WHAT IS EXPECTED -> Start at the first line of the material. Repeat each line exactly through the one containing "path, then test", then stop.

------ DATA ------

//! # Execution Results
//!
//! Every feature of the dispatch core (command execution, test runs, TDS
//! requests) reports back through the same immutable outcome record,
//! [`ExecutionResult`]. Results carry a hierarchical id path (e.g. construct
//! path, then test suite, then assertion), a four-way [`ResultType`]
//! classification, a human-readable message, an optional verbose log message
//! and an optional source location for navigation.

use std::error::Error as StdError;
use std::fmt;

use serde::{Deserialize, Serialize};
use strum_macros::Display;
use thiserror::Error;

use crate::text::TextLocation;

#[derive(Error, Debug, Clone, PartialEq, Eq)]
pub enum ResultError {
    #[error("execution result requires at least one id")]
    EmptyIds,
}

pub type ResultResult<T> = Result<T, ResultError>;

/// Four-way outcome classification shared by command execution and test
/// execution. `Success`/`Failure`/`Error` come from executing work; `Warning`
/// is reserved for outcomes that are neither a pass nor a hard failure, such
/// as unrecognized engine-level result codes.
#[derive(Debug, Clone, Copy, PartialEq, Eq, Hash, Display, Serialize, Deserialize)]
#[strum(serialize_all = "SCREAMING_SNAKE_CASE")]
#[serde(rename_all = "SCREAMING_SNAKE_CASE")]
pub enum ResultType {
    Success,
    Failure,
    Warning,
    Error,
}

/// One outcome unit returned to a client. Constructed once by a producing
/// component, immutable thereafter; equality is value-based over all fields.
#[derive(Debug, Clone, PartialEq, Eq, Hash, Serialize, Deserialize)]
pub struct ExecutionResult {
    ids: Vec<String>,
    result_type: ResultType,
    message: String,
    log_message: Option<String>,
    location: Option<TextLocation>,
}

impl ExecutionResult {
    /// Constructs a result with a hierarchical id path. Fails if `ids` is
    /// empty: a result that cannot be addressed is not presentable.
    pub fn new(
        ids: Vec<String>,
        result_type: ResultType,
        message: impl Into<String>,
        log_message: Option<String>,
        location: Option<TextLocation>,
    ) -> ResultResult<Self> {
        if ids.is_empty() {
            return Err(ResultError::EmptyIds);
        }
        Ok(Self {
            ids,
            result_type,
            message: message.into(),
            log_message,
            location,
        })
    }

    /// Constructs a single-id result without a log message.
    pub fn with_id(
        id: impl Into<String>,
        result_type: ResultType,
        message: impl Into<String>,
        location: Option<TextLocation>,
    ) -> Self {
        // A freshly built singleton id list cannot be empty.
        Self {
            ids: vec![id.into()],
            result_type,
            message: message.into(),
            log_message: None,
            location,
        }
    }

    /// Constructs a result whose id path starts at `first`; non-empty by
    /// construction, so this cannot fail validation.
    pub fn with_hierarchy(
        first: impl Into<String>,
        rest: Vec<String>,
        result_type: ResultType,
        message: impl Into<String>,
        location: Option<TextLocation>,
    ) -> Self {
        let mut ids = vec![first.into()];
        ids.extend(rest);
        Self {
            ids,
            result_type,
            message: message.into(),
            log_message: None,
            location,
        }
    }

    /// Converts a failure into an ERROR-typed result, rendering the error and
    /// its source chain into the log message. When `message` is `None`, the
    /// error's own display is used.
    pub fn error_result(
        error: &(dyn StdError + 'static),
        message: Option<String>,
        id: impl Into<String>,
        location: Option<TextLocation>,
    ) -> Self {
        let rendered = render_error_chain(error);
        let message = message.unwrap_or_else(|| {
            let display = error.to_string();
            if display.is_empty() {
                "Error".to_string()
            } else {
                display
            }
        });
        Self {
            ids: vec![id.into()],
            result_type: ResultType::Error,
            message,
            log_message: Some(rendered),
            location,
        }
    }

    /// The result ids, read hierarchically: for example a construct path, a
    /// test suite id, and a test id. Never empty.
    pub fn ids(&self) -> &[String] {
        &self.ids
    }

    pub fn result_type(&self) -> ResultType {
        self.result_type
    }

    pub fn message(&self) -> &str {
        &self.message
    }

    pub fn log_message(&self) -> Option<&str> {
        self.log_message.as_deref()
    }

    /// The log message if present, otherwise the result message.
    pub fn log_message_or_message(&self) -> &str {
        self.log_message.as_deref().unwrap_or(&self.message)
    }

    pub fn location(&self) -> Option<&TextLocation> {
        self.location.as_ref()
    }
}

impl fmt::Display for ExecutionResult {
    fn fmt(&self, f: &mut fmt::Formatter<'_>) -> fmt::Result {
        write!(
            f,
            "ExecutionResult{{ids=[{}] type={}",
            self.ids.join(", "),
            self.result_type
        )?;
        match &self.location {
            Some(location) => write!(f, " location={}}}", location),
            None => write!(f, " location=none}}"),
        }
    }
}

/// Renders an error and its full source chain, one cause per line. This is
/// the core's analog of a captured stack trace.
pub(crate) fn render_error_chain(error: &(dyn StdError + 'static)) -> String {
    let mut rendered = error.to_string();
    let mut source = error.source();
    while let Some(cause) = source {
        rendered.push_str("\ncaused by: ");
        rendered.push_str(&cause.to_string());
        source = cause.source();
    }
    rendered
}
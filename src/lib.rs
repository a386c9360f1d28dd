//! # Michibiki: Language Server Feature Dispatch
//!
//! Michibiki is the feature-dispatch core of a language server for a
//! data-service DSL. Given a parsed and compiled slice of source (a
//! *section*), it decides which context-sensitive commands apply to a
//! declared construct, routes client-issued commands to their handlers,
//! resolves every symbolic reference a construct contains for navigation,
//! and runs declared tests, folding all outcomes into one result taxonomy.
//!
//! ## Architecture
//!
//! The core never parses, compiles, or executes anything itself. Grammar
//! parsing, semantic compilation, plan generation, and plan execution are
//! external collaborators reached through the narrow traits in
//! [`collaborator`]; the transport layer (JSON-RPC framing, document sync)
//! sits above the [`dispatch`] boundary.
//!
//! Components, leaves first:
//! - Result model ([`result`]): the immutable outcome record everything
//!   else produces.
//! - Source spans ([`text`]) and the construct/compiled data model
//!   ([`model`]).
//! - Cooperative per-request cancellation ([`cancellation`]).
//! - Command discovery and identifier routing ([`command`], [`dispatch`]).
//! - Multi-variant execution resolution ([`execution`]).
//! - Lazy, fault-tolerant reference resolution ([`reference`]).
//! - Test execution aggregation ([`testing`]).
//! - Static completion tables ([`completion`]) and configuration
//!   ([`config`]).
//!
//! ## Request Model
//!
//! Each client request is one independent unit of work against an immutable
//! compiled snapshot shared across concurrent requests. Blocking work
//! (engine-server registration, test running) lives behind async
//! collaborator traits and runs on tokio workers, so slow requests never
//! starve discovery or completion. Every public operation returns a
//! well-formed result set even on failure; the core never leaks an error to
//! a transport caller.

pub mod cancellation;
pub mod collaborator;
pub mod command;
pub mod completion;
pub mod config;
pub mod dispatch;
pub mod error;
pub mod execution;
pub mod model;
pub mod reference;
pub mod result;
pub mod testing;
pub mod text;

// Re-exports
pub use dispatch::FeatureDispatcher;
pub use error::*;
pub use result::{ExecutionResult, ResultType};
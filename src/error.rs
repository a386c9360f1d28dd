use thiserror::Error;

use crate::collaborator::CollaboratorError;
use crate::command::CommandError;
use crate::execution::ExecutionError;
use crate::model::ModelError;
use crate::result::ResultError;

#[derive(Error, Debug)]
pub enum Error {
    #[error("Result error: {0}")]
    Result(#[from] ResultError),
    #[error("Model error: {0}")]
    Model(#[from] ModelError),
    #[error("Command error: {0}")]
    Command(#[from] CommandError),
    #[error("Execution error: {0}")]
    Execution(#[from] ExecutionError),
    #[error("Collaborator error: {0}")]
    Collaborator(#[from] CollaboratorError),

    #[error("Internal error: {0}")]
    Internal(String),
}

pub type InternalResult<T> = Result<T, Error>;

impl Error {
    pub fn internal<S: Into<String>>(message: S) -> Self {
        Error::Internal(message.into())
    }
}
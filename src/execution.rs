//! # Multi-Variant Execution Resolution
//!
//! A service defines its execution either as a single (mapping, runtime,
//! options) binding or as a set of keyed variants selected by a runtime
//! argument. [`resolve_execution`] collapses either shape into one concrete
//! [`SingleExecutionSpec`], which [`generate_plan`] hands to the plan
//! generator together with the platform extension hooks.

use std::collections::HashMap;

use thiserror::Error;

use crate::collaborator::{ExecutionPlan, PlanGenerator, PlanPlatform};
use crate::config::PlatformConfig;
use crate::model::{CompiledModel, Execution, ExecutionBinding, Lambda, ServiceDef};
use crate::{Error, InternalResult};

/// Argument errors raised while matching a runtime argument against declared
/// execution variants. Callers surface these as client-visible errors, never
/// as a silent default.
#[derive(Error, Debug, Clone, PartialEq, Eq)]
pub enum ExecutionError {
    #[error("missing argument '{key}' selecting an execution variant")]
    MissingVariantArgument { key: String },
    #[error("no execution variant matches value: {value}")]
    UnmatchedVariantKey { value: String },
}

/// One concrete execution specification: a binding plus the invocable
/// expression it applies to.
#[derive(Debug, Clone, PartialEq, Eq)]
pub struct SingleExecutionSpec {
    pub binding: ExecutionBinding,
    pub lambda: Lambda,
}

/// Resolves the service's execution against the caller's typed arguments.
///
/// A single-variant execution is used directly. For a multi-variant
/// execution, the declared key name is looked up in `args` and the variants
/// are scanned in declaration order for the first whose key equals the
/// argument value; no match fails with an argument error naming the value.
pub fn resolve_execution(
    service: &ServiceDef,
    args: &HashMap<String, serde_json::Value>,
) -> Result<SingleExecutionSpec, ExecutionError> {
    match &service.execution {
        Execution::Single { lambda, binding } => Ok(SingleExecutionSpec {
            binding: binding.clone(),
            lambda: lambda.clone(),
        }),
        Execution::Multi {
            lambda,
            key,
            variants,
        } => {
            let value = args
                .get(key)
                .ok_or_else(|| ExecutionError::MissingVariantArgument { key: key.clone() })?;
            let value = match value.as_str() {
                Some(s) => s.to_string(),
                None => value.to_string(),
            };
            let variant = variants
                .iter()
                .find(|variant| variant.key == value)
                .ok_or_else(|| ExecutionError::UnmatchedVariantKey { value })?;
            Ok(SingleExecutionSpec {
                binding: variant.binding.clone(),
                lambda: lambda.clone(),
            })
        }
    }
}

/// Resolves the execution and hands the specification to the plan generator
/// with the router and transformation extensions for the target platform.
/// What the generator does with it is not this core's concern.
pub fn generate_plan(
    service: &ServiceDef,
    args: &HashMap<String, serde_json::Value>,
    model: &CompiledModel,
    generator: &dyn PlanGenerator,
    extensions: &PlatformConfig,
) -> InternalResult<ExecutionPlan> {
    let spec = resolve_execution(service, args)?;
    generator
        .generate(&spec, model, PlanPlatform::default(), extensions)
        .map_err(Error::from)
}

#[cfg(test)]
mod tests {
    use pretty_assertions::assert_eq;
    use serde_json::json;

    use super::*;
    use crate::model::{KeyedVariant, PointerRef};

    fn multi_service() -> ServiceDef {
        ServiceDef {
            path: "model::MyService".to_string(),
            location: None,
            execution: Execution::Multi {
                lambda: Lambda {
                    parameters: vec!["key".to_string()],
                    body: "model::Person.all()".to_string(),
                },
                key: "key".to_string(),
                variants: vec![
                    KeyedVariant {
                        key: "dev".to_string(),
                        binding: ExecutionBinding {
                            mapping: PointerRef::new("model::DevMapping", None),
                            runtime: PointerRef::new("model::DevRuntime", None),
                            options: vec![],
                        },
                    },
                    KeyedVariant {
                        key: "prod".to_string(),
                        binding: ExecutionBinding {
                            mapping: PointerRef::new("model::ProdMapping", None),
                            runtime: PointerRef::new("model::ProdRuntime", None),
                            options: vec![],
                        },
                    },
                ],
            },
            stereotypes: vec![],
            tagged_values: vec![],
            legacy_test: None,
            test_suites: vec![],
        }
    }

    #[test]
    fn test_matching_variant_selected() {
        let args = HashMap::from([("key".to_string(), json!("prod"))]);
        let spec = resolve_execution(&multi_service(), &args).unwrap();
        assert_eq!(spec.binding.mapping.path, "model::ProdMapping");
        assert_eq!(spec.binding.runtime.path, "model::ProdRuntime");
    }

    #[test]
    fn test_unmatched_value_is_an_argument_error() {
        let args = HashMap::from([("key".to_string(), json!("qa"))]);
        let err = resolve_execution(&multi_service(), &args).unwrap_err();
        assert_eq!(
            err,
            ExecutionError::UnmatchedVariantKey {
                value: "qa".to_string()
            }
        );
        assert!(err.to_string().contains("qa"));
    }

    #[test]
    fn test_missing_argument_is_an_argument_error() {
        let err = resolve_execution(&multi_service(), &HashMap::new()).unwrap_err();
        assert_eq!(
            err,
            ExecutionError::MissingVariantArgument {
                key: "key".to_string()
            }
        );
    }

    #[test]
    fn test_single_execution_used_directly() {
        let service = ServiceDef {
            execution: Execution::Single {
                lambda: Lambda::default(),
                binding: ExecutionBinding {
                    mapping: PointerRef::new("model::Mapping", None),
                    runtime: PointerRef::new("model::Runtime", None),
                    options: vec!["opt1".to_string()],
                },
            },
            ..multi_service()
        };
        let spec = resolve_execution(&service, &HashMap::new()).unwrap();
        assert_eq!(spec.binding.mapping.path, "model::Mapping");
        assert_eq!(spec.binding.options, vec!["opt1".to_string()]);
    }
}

------

RESPONSE AREA ->
//! # Execution Results
//!
//! Every feature of the dispatch core (command execution, test runs, TDS
//! requests) reports back through the same immutable outcome record,
//! [`ExecutionResult`]. Results carry a hierarchical id path (e.g. construct
//! path, then test suite, then assertion), a four-way [`ResultType`]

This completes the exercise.